### Task description
Match the word "number". Return each line of the data below where it appears.

### Available data
▬▬▬▬▬▬▬▬▬▬

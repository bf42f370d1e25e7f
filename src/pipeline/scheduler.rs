//! Simulation Scheduler - fixed-cadence actor owning the simulation context
//!
//! One task owns `Simulation` outright. Ticks fire from a `tokio::time`
//! interval and operator commands arrive on a bounded mpsc channel; both are
//! applied by the same `select!` loop, so a command never interleaves with a
//! half-finished tick. After every committed mutation the actor swaps a fresh
//! `Arc<SimulationSnapshot>` into an `ArcSwap` and bumps a watch channel with
//! the published tick number.

use std::sync::Arc;
use std::time::Duration;

use arc_swap::ArcSwap;
use rand::rngs::StdRng;
use rand::Rng;
use tokio::sync::{mpsc, oneshot, watch};
use tokio::task::JoinHandle;
use tokio::time::{self, Instant, MissedTickBehavior};
use tokio_util::sync::CancellationToken;
use tracing::{debug, info};

use crate::simulation::{Simulation, SimulationError, TickOutcome};
use crate::types::{AnomalyKind, SimulationSnapshot, ZoneId};

// ============================================================================
// Commands
// ============================================================================

type Reply<T> = oneshot::Sender<T>;

/// Commands for SimulationScheduler
#[derive(Debug)]
pub enum SimulationCommand {
    /// Run one tick immediately, outside the cadence
    Step { reply: Reply<TickOutcome> },
    ResolveAnomaly {
        zone: ZoneId,
        reply: Reply<Result<Option<AnomalyKind>, SimulationError>>,
    },
    ToggleValve {
        index: usize,
        reply: Reply<Result<bool, SimulationError>>,
    },
    InjectAnomaly {
        zone: ZoneId,
        kind: AnomalyKind,
        reply: Reply<Result<u64, SimulationError>>,
    },
    Pause { reply: Reply<bool> },
    Resume { reply: Reply<bool> },
    ClearAlerts { reply: Reply<usize> },
}

// ============================================================================
// Handle
// ============================================================================

/// Handle to interact with SimulationScheduler
///
/// Cloneable. Snapshot reads never touch the actor; commands round-trip
/// through it and fail with `SchedulerStopped` once it has exited.
#[derive(Clone)]
pub struct SimulationHandle {
    tx: mpsc::Sender<SimulationCommand>,
    snapshot: Arc<ArcSwap<SimulationSnapshot>>,
    published: watch::Receiver<u64>,
}

impl SimulationHandle {
    /// Latest committed snapshot.
    pub fn snapshot(&self) -> Arc<SimulationSnapshot> {
        self.snapshot.load_full()
    }

    /// Watch receiver carrying the tick number of each publication.
    pub fn subscribe(&self) -> watch::Receiver<u64> {
        self.published.clone()
    }

    pub fn is_stopped(&self) -> bool {
        self.tx.is_closed()
    }

    pub async fn step(&self) -> Result<TickOutcome, SimulationError> {
        self.request(|reply| SimulationCommand::Step { reply }).await
    }

    pub async fn resolve_anomaly(&self, zone: ZoneId) -> Result<Option<AnomalyKind>, SimulationError> {
        self.request(|reply| SimulationCommand::ResolveAnomaly { zone, reply })
            .await?
    }

    pub async fn toggle_valve(&self, index: usize) -> Result<bool, SimulationError> {
        self.request(|reply| SimulationCommand::ToggleValve { index, reply })
            .await?
    }

    pub async fn inject_anomaly(&self, zone: ZoneId, kind: AnomalyKind) -> Result<u64, SimulationError> {
        self.request(|reply| SimulationCommand::InjectAnomaly { zone, kind, reply })
            .await?
    }

    pub async fn pause(&self) -> Result<bool, SimulationError> {
        self.request(|reply| SimulationCommand::Pause { reply }).await
    }

    pub async fn resume(&self) -> Result<bool, SimulationError> {
        self.request(|reply| SimulationCommand::Resume { reply }).await
    }

    pub async fn clear_alerts(&self) -> Result<usize, SimulationError> {
        self.request(|reply| SimulationCommand::ClearAlerts { reply })
            .await
    }

    async fn request<T>(
        &self,
        build: impl FnOnce(Reply<T>) -> SimulationCommand,
    ) -> Result<T, SimulationError> {
        let (reply, response) = oneshot::channel();
        self.tx
            .send(build(reply))
            .await
            .map_err(|_| SimulationError::SchedulerStopped)?;
        response.await.map_err(|_| SimulationError::SchedulerStopped)
    }
}

// ============================================================================
// Scheduler Actor
// ============================================================================

enum SchedulerEvent {
    Command(SimulationCommand),
    Tick,
}

pub struct SimulationScheduler<R = StdRng> {
    simulation: Simulation<R>,
    rx: mpsc::Receiver<SimulationCommand>,
    snapshot: Arc<ArcSwap<SimulationSnapshot>>,
    published: watch::Sender<u64>,
    interval: Duration,
    tick_limit: Option<u64>,
    cancel_token: CancellationToken,
}

impl<R: Rng> SimulationScheduler<R> {
    /// Create the actor and its handle. The initial snapshot is published
    /// before this returns.
    pub fn new(
        simulation: Simulation<R>,
        interval: Duration,
        command_buffer: usize,
        cancel_token: CancellationToken,
    ) -> (Self, SimulationHandle) {
        let (tx, rx) = mpsc::channel(command_buffer.max(1));
        let initial = simulation.snapshot();
        let (published, published_rx) = watch::channel(initial.tick);
        let snapshot = Arc::new(ArcSwap::from_pointee(initial));

        let scheduler = Self {
            simulation,
            rx,
            snapshot: Arc::clone(&snapshot),
            published,
            interval: interval.max(Duration::from_millis(1)),
            tick_limit: None,
            cancel_token,
        };
        let handle = SimulationHandle {
            tx,
            snapshot,
            published: published_rx,
        };

        (scheduler, handle)
    }

    /// Stop once the simulation tick reaches `limit`. The tick that reaches
    /// it is the last one committed and published.
    pub fn with_tick_limit(mut self, limit: Option<u64>) -> Self {
        self.tick_limit = limit;
        self
    }

    fn limit_reached(&self) -> bool {
        self.tick_limit
            .is_some_and(|limit| self.simulation.tick() >= limit)
    }

    /// Run until cancelled, every handle is dropped or the tick limit is
    /// reached, then hand the simulation back.
    pub async fn run(mut self) -> Simulation<R> {
        info!(
            interval_ms = self.interval.as_millis() as u64,
            tick = self.simulation.tick(),
            tick_limit = ?self.tick_limit,
            "Simulation scheduler starting"
        );

        let mut ticker = time::interval_at(Instant::now() + self.interval, self.interval);
        ticker.set_missed_tick_behavior(MissedTickBehavior::Delay);

        loop {
            if self.limit_reached() {
                info!(tick = self.simulation.tick(), "Tick limit reached");
                break;
            }

            let event = tokio::select! {
                biased;
                () = self.cancel_token.cancelled() => {
                    info!("Simulation scheduler shutdown signal received");
                    break;
                }
                command = self.rx.recv() => match command {
                    Some(command) => SchedulerEvent::Command(command),
                    None => {
                        info!("All simulation handles dropped");
                        break;
                    }
                },
                _ = ticker.tick() => SchedulerEvent::Tick,
            };

            match event {
                SchedulerEvent::Command(command) => self.apply(command),
                SchedulerEvent::Tick => {
                    self.tick();
                }
            }
        }

        info!(
            tick = self.simulation.tick(),
            skipped_ticks = self.simulation.skipped_ticks(),
            total_alerts = self.simulation.alerts().total_alerts(),
            "Simulation scheduler stopped"
        );
        self.simulation
    }

    fn tick(&mut self) -> TickOutcome {
        let outcome = self.simulation.step();
        if let Some(report) = outcome.report() {
            debug!(
                tick = report.tick,
                onsets = report.onsets.len(),
                auto_resolved = report.auto_resolved.len(),
                metrics_updated = report.metrics_updated,
                "Tick committed"
            );
            self.publish();
        }
        outcome
    }

    fn apply(&mut self, command: SimulationCommand) {
        // Receivers that gave up waiting are not an error for the actor.
        match command {
            SimulationCommand::Step { reply } => {
                let outcome = self.tick();
                let _ = reply.send(outcome);
                return;
            }
            SimulationCommand::ResolveAnomaly { zone, reply } => {
                let _ = reply.send(self.simulation.resolve_anomaly(zone));
            }
            SimulationCommand::ToggleValve { index, reply } => {
                let _ = reply.send(self.simulation.toggle_valve(index));
            }
            SimulationCommand::InjectAnomaly { zone, kind, reply } => {
                let _ = reply.send(self.simulation.inject_anomaly(zone, kind));
            }
            SimulationCommand::Pause { reply } => {
                let _ = reply.send(self.simulation.pause());
            }
            SimulationCommand::Resume { reply } => {
                let _ = reply.send(self.simulation.resume());
            }
            SimulationCommand::ClearAlerts { reply } => {
                let _ = reply.send(self.simulation.clear_alerts());
            }
        }
        self.publish();
    }

    fn publish(&self) {
        let snapshot = self.simulation.snapshot();
        let tick = snapshot.tick;
        self.snapshot.store(Arc::new(snapshot));
        self.published.send_replace(tick);
    }
}

impl<R: Rng + Send + 'static> SimulationScheduler<R> {
    /// Spawn the actor on the current runtime.
    pub fn spawn(self) -> JoinHandle<Simulation<R>> {
        tokio::spawn(self.run())
    }
}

▬▬▬▬▬▬▬▬▬▬

### Response
//! the published tick number.
    /// Watch receiver carrying the tick number of each publication.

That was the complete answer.